Storing energy as hydrogen is seen by many as a critical part of the energy transition and the road to net-zero emissions. That goes for hard-to-electrify transport applications as well as a wide range of industrial and domestic heating, cooking and other applications.
A new study and Well-to-Tank (WTT) model by Element Energy, commissioned by Zemo Partnership, identifies a range of pathways for the production, distribution and dispensing of low carbon hydrogen to transport end-users. It shows the energy requirements and greenhouse gas emissions resulting from each potential pathway, as well as the infrastructure requirements related to each choice.
The research looks at a combination of six production configurations, three distribution pathways, and two dispensing options – a total of 32 potential pathway combinations.
The work identifies the greenhouse gas emissions associated with each hydrogen supply chain pathway, based on technologies available today, as well as those expected to be commercialised in the medium-term such as offshore electrolysis, gas reformation with carbon capture and storage (CCS) and waste gasification with CCS.
It shows that fundamental choices exist in terms of the production of ‘green’ hydrogen using electrolysis powered by renewable electricity or ‘blue’ hydrogen, primarily produced by reforming fossil natural gas combined with CCS. It also looked at the implications of using biomethane in place of fossil gas and hydrogen derived entirely from biogenic waste.

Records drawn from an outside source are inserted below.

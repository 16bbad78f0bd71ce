//! Directory scanning for fileset.
//!
//! This crate walks a base directory and sorts its entries into included
//! files, included directories and files rejected by a selector.
//!
//! # Overview
//!
//! `fileset-scan` is responsible for traversing directories and applying the
//! patterns and selectors of a [`ScanConfig`]. Key features:
//!
//! - **Pruning** of subtrees no include can reach or an exclude covers
//! - **Selectors** from configuration plus caller-supplied ones
//! - **Progress updates** via broadcast channels
//! - **Link following** with protection against cycles
//!
//! # Example
//!
//! ```rust,no_run
//! use fileset_scan::{DirectoryScanner, ScanConfig};
//!
//! let config = ScanConfig::builder()
//!     .base_dir("/path/to/project")
//!     .includes(vec!["src/**/*.rs".to_string()])
//!     .excludes(vec!["**/generated/**".to_string()])
//!     .build()
//!     .unwrap();
//! let mut scanner = DirectoryScanner::native().unwrap();
//! let result = scanner.scan(&config).unwrap();
//!
//! for file in &result.included_files {
//!     println!("{file}");
//! }
//! ```
//!
//! # Progress Monitoring
//!
//! Subscribe to progress updates:
//!
//! ```rust,no_run
//! use fileset_scan::{DirectoryScanner, ScanConfig};
//!
//! let mut scanner = DirectoryScanner::native().unwrap();
//! let mut progress_rx = scanner.subscribe();
//!
//! scanner.scan(&ScanConfig::new(".")).unwrap();
//! while let Ok(progress) = progress_rx.try_recv() {
//!     println!("Scanned {} files", progress.files_scanned);
//! }
//! ```

mod progress;
mod scanner;
mod visited;

pub use progress::ScanProgress;
pub use scanner::{DirectoryScanner, ScanState};
pub use visited::VisitedDirs;

// Re-export core types for convenience
pub use fileset_core::{
    PathModel, ScanConfig, ScanError, ScanResult, ScanStats, ScanWarning, WarningKind,
};
pub use fileset_select::FileSelector;
//! File fingerprints: content digests and modification times.

use std::fs::{File, Metadata};
use std::io::{self, Read};
use std::path::Path;

use blake3::Hasher;
use chrono::{DateTime, Utc};

use fileset_core::FingerprintAlgorithm;

/// Compute the fingerprint of `path` with `algorithm`.
pub fn fingerprint(path: &Path, algorithm: FingerprintAlgorithm) -> io::Result<String> {
    match algorithm {
        FingerprintAlgorithm::Digest => content_digest(path),
        FingerprintAlgorithm::LastModified => {
            let metadata = std::fs::metadata(path)?;
            Ok(modified_millis(&metadata)?.to_string())
        }
    }
}

/// BLAKE3 of the file contents as lowercase hex.
pub fn content_digest(path: &Path) -> io::Result<String> {
    let mut file = File::open(path)?;
    let mut hasher = Hasher::new();
    let mut buffer = vec![0u8; 64 * 1024];

    loop {
        let bytes_read = file.read(&mut buffer)?;
        if bytes_read == 0 {
            break;
        }
        hasher.update(&buffer[..bytes_read]);
    }

    Ok(hasher.finalize().to_hex().to_string())
}

/// Modification time in milliseconds since the Unix epoch.
pub fn modified_millis(metadata: &Metadata) -> io::Result<i64> {
    let modified: DateTime<Utc> = metadata.modified()?.into();
    Ok(modified.timestamp_millis())
}
//! Persistent relative-path to fingerprint store.
//!
//! Loaded once when a scan starts and saved once when it ends. Saving goes
//! through a temporary file in the same directory that is renamed over the
//! cache, so concurrent scans sharing a cache never interleave writes; the
//! last one to finish wins.

use std::collections::BTreeMap;
use std::fs;
use std::io::{self, Write};
use std::path::{Path, PathBuf};

use tempfile::NamedTempFile;
use tracing::debug;

use fileset_core::ScanError;

/// In-memory view of a fingerprint cache file.
#[derive(Debug, Clone, Default)]
pub struct FingerprintCache {
    path: PathBuf,
    entries: BTreeMap<String, String>,
    dirty: bool,
}

impl FingerprintCache {
    /// An empty cache that will be stored at `path`.
    pub fn new(path: impl Into<PathBuf>) -> Self {
        Self {
            path: path.into(),
            entries: BTreeMap::new(),
            dirty: false,
        }
    }

    /// Read the cache at `path`. A missing file is an empty cache.
    pub fn load(path: impl Into<PathBuf>) -> Result<Self, ScanError> {
        let path = path.into();
        let entries = match fs::read(&path) {
            Ok(bytes) if bytes.is_empty() => BTreeMap::new(),
            Ok(bytes) => serde_json::from_slice(&bytes)
                .map_err(|e| ScanError::cache(&path, format!("corrupt cache: {e}")))?,
            Err(e) if e.kind() == io::ErrorKind::NotFound => BTreeMap::new(),
            Err(e) => return Err(ScanError::io(&path, e)),
        };
        debug!(path = %path.display(), entries = entries.len(), "loaded fingerprint cache");
        Ok(Self {
            path,
            entries,
            dirty: false,
        })
    }

    pub fn path(&self) -> &Path {
        &self.path
    }

    pub fn get(&self, key: &str) -> Option<&str> {
        self.entries.get(key).map(String::as_str)
    }

    pub fn insert(&mut self, key: impl Into<String>, fingerprint: impl Into<String>) {
        self.entries.insert(key.into(), fingerprint.into());
        self.dirty = true;
    }

    pub fn len(&self) -> usize {
        self.entries.len()
    }

    pub fn is_empty(&self) -> bool {
        self.entries.is_empty()
    }

    /// Whether entries changed since the last load or save.
    pub fn is_dirty(&self) -> bool {
        self.dirty
    }

    /// Write the cache atomically.
    pub fn save(&mut self) -> Result<(), ScanError> {
        let dir = match self.path.parent() {
            Some(parent) if !parent.as_os_str().is_empty() => parent.to_path_buf(),
            _ => PathBuf::from("."),
        };
        fs::create_dir_all(&dir).map_err(|e| ScanError::io(&dir, e))?;

        let json = serde_json::to_vec_pretty(&self.entries)
            .map_err(|e| ScanError::cache(&self.path, e.to_string()))?;
        let mut tmp = NamedTempFile::new_in(&dir).map_err(|e| ScanError::io(&dir, e))?;
        tmp.write_all(&json)
            .and_then(|()| tmp.as_file().sync_all())
            .map_err(|e| ScanError::io(tmp.path(), e))?;
        tmp.persist(&self.path)
            .map_err(|e| ScanError::cache(&self.path, e.to_string()))?;

        self.dirty = false;
        debug!(path = %self.path.display(), entries = self.entries.len(), "saved fingerprint cache");
        Ok(())
    }
}

#[cfg(test)]
mod tests {
    use super::*;
    use tempfile::TempDir;

    #[test]
    fn test_missing_cache_is_empty() {
        let temp = TempDir::new().unwrap();
        let cache = FingerprintCache::load(temp.path().join("cache.json")).unwrap();
        assert!(cache.is_empty());
        assert!(!cache.is_dirty());
    }

    #[test]
    fn test_save_and_reload() {
        let temp = TempDir::new().unwrap();
        let path = temp.path().join("nested/cache.json");

        let mut cache = FingerprintCache::new(&path);
        cache.insert("a/b.txt", "123");
        assert!(cache.is_dirty());
        cache.save().unwrap();
        assert!(!cache.is_dirty());

        let reloaded = FingerprintCache::load(&path).unwrap();
        assert_eq!(reloaded.len(), 1);
        assert_eq!(reloaded.get("a/b.txt"), Some("123"));
    }

    #[test]
    fn test_corrupt_cache_is_an_error() {
        let temp = TempDir::new().unwrap();
        let path = temp.path().join("cache.json");
        fs::write(&path, "not json").unwrap();
        assert!(matches!(
            FingerprintCache::load(&path),
            Err(ScanError::Cache { .. })
        ));
    }
}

The study also considers the energy use together with emissions arising along the full production, distribution and dispensing pathway, including unavoidable – or fugitive – emissions likely to arise during the process. It shows that there is a wide variation in the emissions associated with each of the alternative pathways, depending on the carbon footprint of the energy and feedstocks used.
Carbon negative possible
The work suggests that renewables-based electrolysis is expected to represent one of the lowest emissions pathways in the medium-term. Natural gas reformation using emerging autothermal (ATR) technology with CCS could also significantly reduce emissions compared to current industrial steam methane reforming (SMR) process for so called ‘grey’ hydrogen. There are even potential pathways to generate carbon-negative hydrogen when biomethane is used, or through the gasification of waste, allied with CCS.
Whilst the study showed GHG emissions can be almost eliminated, improvements in the efficiency of the process of electrolysis are expected to contribute to a modest reduction in the energy intensity of this pathway in the medium-term. There are opportunities to co-locate hydrogen production with renewable energy, using surplus or currently curtailed energy at times of high production/low demand.
The study provides a detailed model allowing new pathways to be assessed and gives an overview of the quality of the data used in the analysis, identifying areas where further work and monitoring is needed.